Gold futures slid Friday morning as the U.S. dollar firmed and investors were parsing President-elect Joe Biden’s $1.9 trillion COVID-19 relief plan announced late Thursday.
Bullion has been particularly sensitive to moves in the U.S. dollar and a rise in government debt yields, which can undercut appetite for precious metals.
On Thursday, February gold prices gave up $11.40, or 0.6%, at $1,839.90, after a 0.2% decline on Thursday.
Silver for March delivery, meanwhile, shed 92 cents, or 3.7%, to trade at $24.87 an ounce, after gold’s sister metal added 0.9%, a day ago.
For the week, gold is still holding on to a 0.3% rise, while silver was headed for a 0.9% weekly advance.

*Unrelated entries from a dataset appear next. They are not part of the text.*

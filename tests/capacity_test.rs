// free-list exhaustion, per-file block budget, recovery after a full medium
use eefs::fs::Fs;
use eefs::fs::layout::*;
use eefs::fs::types::{DiskStruct,FileAlloc,Lba};
use eefs::mem::Medium;
use eefs::mem::ram::RamMedium;

const MAX_BYTES: usize = MAX_BLOCKS_PER_FILE * BLOCK_DATA_SIZE;

fn table_slot(mem: &mut Box<dyn Medium>,slot: usize) -> FileAlloc {
    let dat = mem.read_bytes(alloc_slot_addr(slot),ALLOC_ENTRY_SIZE).expect("read failed");
    FileAlloc::from_bytes(&dat)
}

fn walk_chain(mem: &mut Box<dyn Medium>,head: Lba) -> Vec<usize> {
    let mut ans: Vec<usize> = Vec::new();
    let mut curs = head;
    while let Some(idx) = curs.idx() {
        ans.push(idx);
        assert!(ans.len() <= NUM_BLOCKS,"chain does not terminate");
        let dat = mem.read_bytes(block_addr(idx),LBA_SIZE).expect("read failed");
        curs = Lba::from_bytes([dat[0],dat[1]]);
    }
    return ans;
}

/// every block is either in some file's chain or on the free chain, once
fn assert_partition(fs: &mut Fs) {
    let mem = fs.get_mem();
    let mut seen = vec![false;NUM_BLOCKS];
    for slot in 0..MAX_FILES + 1 {
        let entry = table_slot(mem,slot);
        if entry.head.is_null() {
            continue;
        }
        for idx in walk_chain(mem,entry.head) {
            assert!(!seen[idx],"block {} linked twice",idx);
            seen[idx] = true;
        }
    }
    assert!(seen.iter().all(|b| *b),"some block is orphaned");
}

fn fill_medium(fs: &mut Fs) -> u16 {
    // seven full files plus one truncated one consume all 59 blocks
    let big = vec![0xee;MAX_BYTES];
    let mut filename = 0;
    loop {
        let mut fh = fs.open_write(filename);
        let accepted = fs.write(&mut fh,&big).expect("write failed");
        fs.close(fh).expect("close failed");
        if accepted < MAX_BYTES {
            return filename;
        }
        filename += 1;
    }
}

#[test]
fn fill_until_exhausted() {
    let _ = env_logger::builder().is_test(true).try_init();
    let mut fs = Fs::mount(Box::new(RamMedium::new(FS_SIZE))).expect("mount failed");
    let last = fill_medium(&mut fs);
    // 59 blocks: seven files of eight blocks, then three blocks remain
    assert_eq!(last,7);
    assert_eq!(fs.stat(last),Some(3 * BLOCK_DATA_SIZE));
    assert!(table_slot(fs.get_mem(),MAX_FILES).head.is_null());

    // with nothing free, a new write reports no space and allocates nothing
    let mut fh = fs.open_write(20);
    match fs.write(&mut fh,b"one more") {
        Ok(n) => panic!("accepted {} bytes on a full medium",n),
        Err(e) => assert_eq!(e.to_string(),"medium full")
    }
    fs.close(fh).expect("close failed");
    assert_eq!(fs.stat(20),None);
    assert_partition(&mut fs);
}

#[test]
fn delete_recovers_full_medium() {
    let mut fs = Fs::mount(Box::new(RamMedium::new(FS_SIZE))).expect("mount failed");
    fill_medium(&mut fs);
    // free head is null; the deleted chain must become the new free chain
    fs.delete(0).expect("delete failed");
    assert_partition(&mut fs);
    let free_head = table_slot(fs.get_mem(),MAX_FILES).head;
    let free = walk_chain(fs.get_mem(),free_head);
    assert_eq!(free.len(),MAX_BLOCKS_PER_FILE);

    let mut fh = fs.open_write(20);
    assert_eq!(fs.write(&mut fh,b"recovered").expect("write failed"),9);
    fs.close(fh).expect("close failed");
    let fh = fs.open_read(20);
    assert_eq!(fs.read(&fh).expect("read failed"),b"recovered".to_vec());
    assert_partition(&mut fs);
}

#[test]
fn oversize_write_truncates() {
    let mut fs = Fs::mount(Box::new(RamMedium::new(FS_SIZE))).expect("mount failed");
    let big: Vec<u8> = (0..MAX_BYTES + 50).map(|i| i as u8).collect();
    let mut fh = fs.open_write(9);
    assert_eq!(fs.write(&mut fh,&big).expect("write failed"),MAX_BYTES);
    fs.close(fh).expect("close failed");
    assert_eq!(fs.stat(9),Some(MAX_BYTES));
    let fh = fs.open_read(9);
    assert_eq!(fs.read(&fh).expect("read failed"),big[0..MAX_BYTES].to_vec());
    assert_partition(&mut fs);
}

#[test]
fn oversize_append_refused() {
    let mut fs = Fs::mount(Box::new(RamMedium::new(FS_SIZE))).expect("mount failed");
    let stored: Vec<u8> = (0..100).map(|i| i as u8).collect();
    let mut fh = fs.open_write(9);
    fs.write(&mut fh,&stored).expect("write failed");
    fs.close(fh).expect("close failed");
    let before = fs.get_mem().read_bytes(FS_START,FS_SIZE).expect("read failed");

    // 100 bytes hold 4 blocks; absorbing the 10-byte tail into 200 more
    // bytes would need 7, exceeding the budget, so nothing may move
    let mut fh = fs.open_append(9);
    match fs.write(&mut fh,&vec![0x77;200]) {
        Ok(n) => panic!("accepted {} bytes past the block budget",n),
        Err(e) => assert_eq!(e.to_string(),"file too large")
    }
    fs.close(fh).expect("close failed");
    let after = fs.get_mem().read_bytes(FS_START,FS_SIZE).expect("read failed");
    assert_eq!(before,after);
    let fh = fs.open_read(9);
    assert_eq!(fs.read(&fh).expect("read failed"),stored);
}

#[test]
fn partial_write_when_free_runs_out() {
    let mut fs = Fs::mount(Box::new(RamMedium::new(FS_SIZE))).expect("mount failed");
    // leave exactly two free blocks
    for filename in 0..7 {
        let mut fh = fs.open_write(filename);
        fs.write(&mut fh,&vec![0xee;MAX_BYTES]).expect("write failed");
        fs.close(fh).expect("close failed");
    }
    let mut fh = fs.open_write(7);
    fs.write(&mut fh,&vec![0xee;BLOCK_DATA_SIZE]).expect("write failed");
    fs.close(fh).expect("close failed");

    let mut fh = fs.open_write(8);
    let accepted = fs.write(&mut fh,&vec![0x33;4 * BLOCK_DATA_SIZE]).expect("write failed");
    fs.close(fh).expect("close failed");
    assert_eq!(accepted,2 * BLOCK_DATA_SIZE);
    assert_eq!(fs.stat(8),Some(2 * BLOCK_DATA_SIZE));
    assert_partition(&mut fs);
}
use crate::animation::TickOutcome;
use crate::component::JigglyText;
use crate::encode::sink::{FrameSink, SinkConfig, SinkFrame};
use crate::foundation::core::Point;
use crate::foundation::error::{JigglyError, JigglyResult};

/// Upper bound on frame callbacks in one loop.
pub const MAX_FRAMES: u64 = 1_000_000;

/// Options controlling a simulated display loop.
#[derive(Clone, Copy, Debug, PartialEq)]
pub struct FrameLoopOpts {
    /// Display refresh rate the frame callbacks arrive at.
    pub refresh_hz: f64,
    /// Host time of the first frame callback.
    pub start_ms: f64,
    /// Span covered; frames land on every refresh boundary from `start_ms` through
    /// `start_ms + duration_ms` inclusive.
    pub duration_ms: f64,
}

impl Default for FrameLoopOpts {
    fn default() -> Self {
        Self {
            refresh_hz: 60.0,
            start_ms: 0.0,
            duration_ms: 1_000.0,
        }
    }
}

impl FrameLoopOpts {
    pub fn validate(&self) -> JigglyResult<()> {
        if !self.refresh_hz.is_finite() || self.refresh_hz <= 0.0 {
            return Err(JigglyError::validation("refresh_hz must be finite and > 0"));
        }
        if !self.start_ms.is_finite() {
            return Err(JigglyError::validation("start_ms must be finite"));
        }
        if !self.duration_ms.is_finite() || self.duration_ms < 0.0 {
            return Err(JigglyError::validation("duration_ms must be finite and >= 0"));
        }
        let frames = self.duration_ms * self.refresh_hz / 1_000.0;
        if !frames.is_finite() || frames >= MAX_FRAMES as f64 {
            return Err(JigglyError::validation(format!(
                "loop would exceed {MAX_FRAMES} frames (duration_ms {} at {} Hz)",
                self.duration_ms, self.refresh_hz
            )));
        }
        Ok(())
    }

    pub fn frame_interval_ms(&self) -> f64 {
        1_000.0 / self.refresh_hz
    }

    pub fn frame_count(&self) -> u64 {
        // Tolerate representation error so an exact multiple still includes its last frame.
        let last = (self.duration_ms * self.refresh_hz / 1_000.0 + 1e-9).floor() as u64;
        last.saturating_add(1).min(MAX_FRAMES)
    }

    pub fn frame_time(&self, index: u64) -> f64 {
        self.start_ms + index as f64 * self.frame_interval_ms()
    }
}

/// Scripted pointer state from `time_ms` on. `None` means the pointer left the surface.
#[derive(Clone, Copy, Debug, PartialEq)]
pub struct PointerKey {
    pub time_ms: f64,
    /// Local coordinates.
    pub position: Option<Point>,
}

/// Loop statistics.
#[derive(Clone, Copy, Debug, Default, PartialEq, Eq)]
pub struct LoopStats {
    /// Frame callbacks delivered.
    pub frames_total: u64,
    /// Callbacks that published a new outline.
    pub frames_applied: u64,
    /// Callbacks skipped by frame pacing.
    pub frames_throttled: u64,
}

/// Drives a [`JigglyText`] the way a display refresh would.
#[derive(Clone, Debug, Default)]
pub struct FrameLoop {
    opts: FrameLoopOpts,
    pointer_path: Vec<PointerKey>,
}

impl FrameLoop {
    pub fn new(opts: FrameLoopOpts) -> JigglyResult<Self> {
        opts.validate()?;
        Ok(Self {
            opts,
            pointer_path: Vec::new(),
        })
    }

    /// Replace the scripted pointer path. Keys are applied in time order.
    pub fn with_pointer_path(mut self, mut keys: Vec<PointerKey>) -> Self {
        keys.sort_by(|a, b| a.time_ms.total_cmp(&b.time_ms));
        self.pointer_path = keys;
        self
    }

    pub fn opts(&self) -> &FrameLoopOpts {
        &self.opts
    }

    /// Run the loop, pushing every applied update to `sink`.
    ///
    /// Stops early once the component has no scheduled loop. Running again from an earlier
    /// `start_ms` is fine: the first callback before the previous update is applied immediately.
    pub fn run(&self, text: &mut JigglyText, sink: &mut dyn FrameSink) -> JigglyResult<LoopStats> {
        sink.begin(SinkConfig {
            viewport: text.viewport(),
            refresh_hz: self.opts.refresh_hz,
        })?;

        let mut stats = LoopStats::default();
        let mut next_key = 0;
        for i in 0..self.opts.frame_count() {
            let now = self.opts.frame_time(i);
            while let Some(key) = self.pointer_path.get(next_key)
                && key.time_ms <= now
            {
                text.set_pointer_local(key.position);
                next_key += 1;
            }

            let Some(handle) = text.frame_handle() else {
                tracing::debug!(frame = i, "no loop scheduled; stopping");
                break;
            };
            stats.frames_total += 1;
            match text.on_frame(handle, now)? {
                TickOutcome::Applied(outline) => {
                    stats.frames_applied += 1;
                    let svg = text.to_svg();
                    sink.push_frame(&SinkFrame {
                        tick: text.ticks(),
                        time_ms: now,
                        outline: &outline,
                        svg: &svg,
                    })?;
                }
                TickOutcome::Throttled => stats.frames_throttled += 1,
                TickOutcome::Idle | TickOutcome::Cancelled => break,
            }
        }

        sink.end()?;
        Ok(stats)
    }

    /// Run the loop without recording frames; the component is left at the last applied update.
    pub fn advance(&self, text: &mut JigglyText) -> JigglyResult<LoopStats> {
        self.run(text, &mut Discard)
    }
}

struct Discard;

impl FrameSink for Discard {
    fn begin(&mut self, _cfg: SinkConfig) -> JigglyResult<()> {
        Ok(())
    }

    fn push_frame(&mut self, _frame: &SinkFrame<'_>) -> JigglyResult<()> {
        Ok(())
    }

    fn end(&mut self) -> JigglyResult<()> {
        Ok(())
    }
}

#[cfg(test)]
#[path = "../../tests/unit/session/frame_loop.rs"]
mod tests;
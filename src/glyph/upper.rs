use super::{GlyphFn, Guides, Pen};

pub(super) fn lookup(ch: char) -> Option<GlyphFn> {
    let f: GlyphFn = match ch {
        'A' => a,
        'B' => b,
        'C' => c,
        'D' => d,
        'E' => e,
        'F' => f,
        'G' => g,
        'H' => h,
        'I' => i,
        'J' => j,
        'K' => k,
        'L' => l,
        'M' => m,
        'N' => n,
        'O' => o,
        'P' => p,
        'Q' => q,
        'R' => r,
        'S' => s,
        'T' => t,
        'U' => u,
        'V' => v,
        'W' => w,
        'X' => x,
        'Y' => y,
        'Z' => z,
        _ => return None,
    };
    Some(f)
}

fn stem_left(pen: &mut Pen, g: &Guides) {
    pen.rect(g.l, g.t, g.l + g.sw, g.b);
}

fn stem_right(pen: &mut Pen, g: &Guides) {
    pen.rect(g.r - g.sw, g.t, g.r, g.b);
}

/// Closed bowl attached to the stem, spanning `top..bottom` vertically.
fn bowl(pen: &mut Pen, g: &Guides, top: f64, bottom: f64) {
    let ry = (bottom - top) / 2.0;
    let rx = (g.r - g.cx).max(g.sw);
    let cy = top + ry;
    pen.rect(g.l, top, g.cx, top + g.sw);
    pen.rect(g.l, bottom - g.sw, g.cx, bottom);
    pen.arc_band(g.cx, cy, rx, ry, 270.0, 450.0);
}

fn a(pen: &mut Pen, g: &Guides) {
    pen.bar((g.l + g.sw / 2.0, g.b), (g.cx, g.t + g.sw / 2.0));
    pen.bar((g.cx, g.t + g.sw / 2.0), (g.r - g.sw / 2.0, g.b));
    let y = g.my + g.h * 0.1;
    pen.rect(g.l + g.w * 0.22, y, g.r - g.w * 0.22, y + g.sw);
}

fn b(pen: &mut Pen, g: &Guides) {
    stem_left(pen, g);
    bowl(pen, g, g.t, g.my + g.sw / 2.0);
    bowl(pen, g, g.my - g.sw / 2.0, g.b);
}

fn c(pen: &mut Pen, g: &Guides) {
    pen.arc_band(g.cx, g.my, g.w / 2.0, g.h / 2.0, 45.0, 315.0);
}

fn d(pen: &mut Pen, g: &Guides) {
    stem_left(pen, g);
    bowl(pen, g, g.t, g.b);
}

fn e(pen: &mut Pen, g: &Guides) {
    stem_left(pen, g);
    pen.rect(g.l, g.t, g.r, g.t + g.sw);
    pen.rect(g.l, g.my - g.sw / 2.0, g.r - g.w * 0.15, g.my + g.sw / 2.0);
    pen.rect(g.l, g.b - g.sw, g.r, g.b);
}

fn f(pen: &mut Pen, g: &Guides) {
    stem_left(pen, g);
    pen.rect(g.l, g.t, g.r, g.t + g.sw);
    pen.rect(g.l, g.my - g.sw / 2.0, g.r - g.w * 0.15, g.my + g.sw / 2.0);
}

fn g(pen: &mut Pen, gd: &Guides) {
    pen.arc_band(gd.cx, gd.my, gd.w / 2.0, gd.h / 2.0, 30.0, 330.0);
    pen.rect(gd.cx, gd.my, gd.r, gd.my + gd.sw);
    pen.rect(gd.r - gd.sw, gd.my, gd.r, gd.b - gd.h * 0.2);
}

fn h(pen: &mut Pen, g: &Guides) {
    stem_left(pen, g);
    stem_right(pen, g);
    pen.rect(g.l, g.my - g.sw / 2.0, g.r, g.my + g.sw / 2.0);
}

fn i(pen: &mut Pen, g: &Guides) {
    pen.rect(g.cx - g.sw / 2.0, g.t, g.cx + g.sw / 2.0, g.b);
    pen.rect(g.l + g.w * 0.2, g.t, g.r - g.w * 0.2, g.t + g.sw);
    pen.rect(g.l + g.w * 0.2, g.b - g.sw, g.r - g.w * 0.2, g.b);
}

fn j(pen: &mut Pen, g: &Guides) {
    let ry = g.h * 0.25;
    pen.rect(g.r - g.sw, g.t, g.r, g.b - ry);
    pen.arc_band(g.cx, g.b - ry, g.w / 2.0, ry, 0.0, 180.0);
}

fn k(pen: &mut Pen, g: &Guides) {
    stem_left(pen, g);
    pen.bar((g.l + g.sw, g.my + g.sw / 2.0), (g.r - g.sw / 2.0, g.t));
    pen.bar((g.l + g.sw + g.w * 0.15, g.my - g.h * 0.05), (g.r - g.sw / 2.0, g.b));
}

fn l(pen: &mut Pen, g: &Guides) {
    stem_left(pen, g);
    pen.rect(g.l, g.b - g.sw, g.r, g.b);
}

fn m(pen: &mut Pen, g: &Guides) {
    stem_left(pen, g);
    stem_right(pen, g);
    let v = (g.cx, g.my + g.h * 0.1);
    pen.bar((g.l + g.sw / 2.0, g.t), v);
    pen.bar(v, (g.r - g.sw / 2.0, g.t));
}

fn n(pen: &mut Pen, g: &Guides) {
    stem_left(pen, g);
    stem_right(pen, g);
    pen.bar((g.l + g.sw / 2.0, g.t), (g.r - g.sw / 2.0, g.b));
}

fn o(pen: &mut Pen, g: &Guides) {
    pen.ring(g.cx, g.my, g.w / 2.0, g.h / 2.0);
}

fn p(pen: &mut Pen, g: &Guides) {
    stem_left(pen, g);
    bowl(pen, g, g.t, g.t + g.h * 0.55);
}

fn q(pen: &mut Pen, g: &Guides) {
    o(pen, g);
    pen.bar((g.cx + g.w * 0.1, g.my + g.h * 0.2), (g.r, g.b));
}

fn r(pen: &mut Pen, g: &Guides) {
    p(pen, g);
    pen.bar((g.cx, g.t + g.h * 0.55 - g.sw / 2.0), (g.r - g.sw / 2.0, g.b));
}

fn s(pen: &mut Pen, g: &Guides) {
    let ry = g.h / 4.0;
    let rx = g.w / 2.0;
    pen.arc_band(g.cx, g.t + ry, rx, ry + g.sw / 4.0, 90.0, 330.0);
    pen.arc_band(g.cx, g.b - ry, rx, ry + g.sw / 4.0, 270.0, 510.0);
}

fn t(pen: &mut Pen, g: &Guides) {
    pen.rect(g.l, g.t, g.r, g.t + g.sw);
    pen.rect(g.cx - g.sw / 2.0, g.t, g.cx + g.sw / 2.0, g.b);
}

fn u(pen: &mut Pen, g: &Guides) {
    let ry = g.h * 0.3;
    pen.rect(g.l, g.t, g.l + g.sw, g.b - ry);
    pen.rect(g.r - g.sw, g.t, g.r, g.b - ry);
    pen.arc_band(g.cx, g.b - ry, g.w / 2.0, ry, 0.0, 180.0);
}

fn v(pen: &mut Pen, g: &Guides) {
    let bottom = (g.cx, g.b - g.sw / 2.0);
    pen.bar((g.l + g.sw / 2.0, g.t), bottom);
    pen.bar(bottom, (g.r - g.sw / 2.0, g.t));
}

fn w(pen: &mut Pen, g: &Guides) {
    let pts = [
        (g.l + g.sw / 2.0, g.t),
        (g.l + g.w * 0.25, g.b - g.sw / 2.0),
        (g.cx, g.t + g.h * 0.3),
        (g.r - g.w * 0.25, g.b - g.sw / 2.0),
        (g.r - g.sw / 2.0, g.t),
    ];
    for pair in pts.windows(2) {
        pen.bar(pair[0], pair[1]);
    }
}

fn x(pen: &mut Pen, g: &Guides) {
    pen.bar((g.l + g.sw / 2.0, g.t), (g.r - g.sw / 2.0, g.b));
    pen.bar((g.r - g.sw / 2.0, g.t), (g.l + g.sw / 2.0, g.b));
}

fn y(pen: &mut Pen, g: &Guides) {
    let fork = (g.cx, g.my);
    pen.bar((g.l + g.sw / 2.0, g.t), fork);
    pen.bar((g.r - g.sw / 2.0, g.t), fork);
    pen.rect(g.cx - g.sw / 2.0, g.my, g.cx + g.sw / 2.0, g.b);
}

fn z(pen: &mut Pen, g: &Guides) {
    pen.rect(g.l, g.t, g.r, g.t + g.sw);
    pen.rect(g.l, g.b - g.sw, g.r, g.b);
    pen.bar((g.r - g.sw / 2.0, g.t + g.sw), (g.l + g.sw / 2.0, g.b - g.sw));
}
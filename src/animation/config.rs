use crate::foundation::error::{JigglyError, JigglyResult};
use crate::perturb::PointerField;

/// Per-render animation settings.
///
/// Field names follow the public camelCase configuration surface; every field is optional when
/// deserializing.
#[derive(Clone, Debug, PartialEq, serde::Serialize, serde::Deserialize)]
#[serde(rename_all = "camelCase", default)]
pub struct AnimationConfig {
    /// Jitter bound in coordinate units.
    pub intensity: f64,
    /// Minimum milliseconds between applied updates.
    pub speed: f64,
    /// Enables jitter.
    pub animated: bool,
    /// Enables the pointer push.
    pub interacts_with_mouse: bool,
    pub mouse_radius: f64,
    pub mouse_strength: f64,
    /// Per-letter travelling intensity wave.
    pub wave_mode: bool,
    /// Lag between consecutive letters in wave mode, in milliseconds.
    pub wave_delay: f64,
    /// Seed for reproducible jitter; fresh entropy when absent.
    #[serde(skip_serializing_if = "Option::is_none")]
    pub seed: Option<u64>,
}

impl Default for AnimationConfig {
    fn default() -> Self {
        Self {
            intensity: 1.5,
            speed: 50.0,
            animated: true,
            interacts_with_mouse: false,
            mouse_radius: 50.0,
            mouse_strength: 15.0,
            wave_mode: false,
            wave_delay: 100.0,
            seed: None,
        }
    }
}

impl AnimationConfig {
    pub fn validate(&self) -> JigglyResult<()> {
        fn non_negative(name: &str, v: f64) -> JigglyResult<()> {
            if !v.is_finite() || v < 0.0 {
                return Err(JigglyError::validation(format!(
                    "{name} must be finite and >= 0 (got {v})"
                )));
            }
            Ok(())
        }

        non_negative("intensity", self.intensity)?;
        non_negative("speed", self.speed)?;
        non_negative("mouseStrength", self.mouse_strength)?;
        non_negative("waveDelay", self.wave_delay)?;
        if !self.mouse_radius.is_finite() || self.mouse_radius <= 0.0 {
            return Err(JigglyError::validation(format!(
                "mouseRadius must be finite and > 0 (got {})",
                self.mouse_radius
            )));
        }
        Ok(())
    }

    /// Jitter bound actually applied, zero when jitter is switched off.
    pub fn effective_intensity(&self) -> f64 {
        if self.animated { self.intensity } else { 0.0 }
    }

    /// Pointer field when interaction is on.
    pub fn pointer_field(&self) -> Option<PointerField> {
        self.interacts_with_mouse
            .then(|| PointerField::new(self.mouse_radius, self.mouse_strength))
    }

    /// Whether a loop is worth running at all.
    pub fn wants_loop(&self) -> bool {
        self.animated || self.interacts_with_mouse
    }
}
use super::{GlyphFn, Guides, Pen};

pub(super) fn lookup(ch: char) -> Option<GlyphFn> {
    let f: GlyphFn = match ch {
        '.' => period,
        ',' => comma,
        '!' => exclamation,
        '?' => question,
        _ => return None,
    };
    Some(f)
}

/// Side of the square dot every mark is built around.
fn dot_size(g: &Guides) -> f64 {
    g.sw * 1.5
}

fn dot(pen: &mut Pen, g: &Guides) {
    let s = dot_size(g);
    pen.rect(g.cx - s / 2.0, g.b - s, g.cx + s / 2.0, g.b);
}

fn period(pen: &mut Pen, g: &Guides) {
    dot(pen, g);
}

fn comma(pen: &mut Pen, g: &Guides) {
    let s = dot_size(g);
    let x1 = g.cx + s / 2.0;
    pen.polygon(&[
        (g.cx - s / 2.0, g.b - s),
        (x1, g.b - s),
        (x1, g.b),
        (g.cx - s / 2.0, g.b + s),
    ]);
}

fn exclamation(pen: &mut Pen, g: &Guides) {
    let s = dot_size(g);
    pen.rect(g.cx - g.sw / 2.0, g.t, g.cx + g.sw / 2.0, g.b - s * 2.0);
    dot(pen, g);
}

fn question(pen: &mut Pen, g: &Guides) {
    let s = dot_size(g);
    let ry = g.h * 0.2;
    let rx = (g.w / 2.0).max(pen.stroke());
    pen.arc_band(g.cx, g.t + ry, rx, ry, 180.0, 450.0);
    pen.rect(g.cx - g.sw / 2.0, g.t + ry * 2.0 - g.sw, g.cx + g.sw / 2.0, g.b - s * 2.0);
    dot(pen, g);
}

At last check, the dollar was trading up 0.2% at 90.44, as gauged by the ICE U.S. Dollar IndexDXY, a measure of the buck against a half-dozen major-developed currencies.
The dollar for the week, meanwhile, was looking at a 0.4% gain, while the 10-year Treasury note yield has held mostly steady at around 1.10% since last Friday.
Richer yields and a stronger dollar can dull the appeal of owning dollar-priced bullion but both factors have steadied in recent trade.
On Thursday, gold got a lift, pushing yields lower and prices of debt higher, after Federal Reserve Chairman Jerome Powell said that it isn’t time to consider exiting easy-money policies, as the U.S. combats the economic crisis wrought by the COVID-19 pandemic.
“Now is not the time to be talking about exit,” Powell said in a webcast with Princeton University on Thursday.
“With the Fed Chair pledging to provide ample warning time before any such tapering so as to avoid a repeat of the infamous ‘taper tantrum’ of 2013, gold bulls can take heart from the continued central bank support that should limit the precious metal’s downside for a while longer,” wrote Han Tan, market analyst at FXTM, in a research note on Friday.
Over the long-run commodity analysts remain bullish on gold, particularly on the back of outsize U.S. government spending, which could devalue dollars and buttress gold prices.
Biden’s fiscal plan calls for a round of $1,400-per-person direct payments to most households, a $400-a-week unemployment insurance supplement through September, expanded paid leave and increases in the child tax credit and help for states with the COVID-19 vaccine rollout.
On Friday, investors also were digesting a report on December retail sales which fell for a third straight month, dropping 0.7 %. Economists polled by Dow Jones and The Wall Street Journal has forecast a 0.1% decline.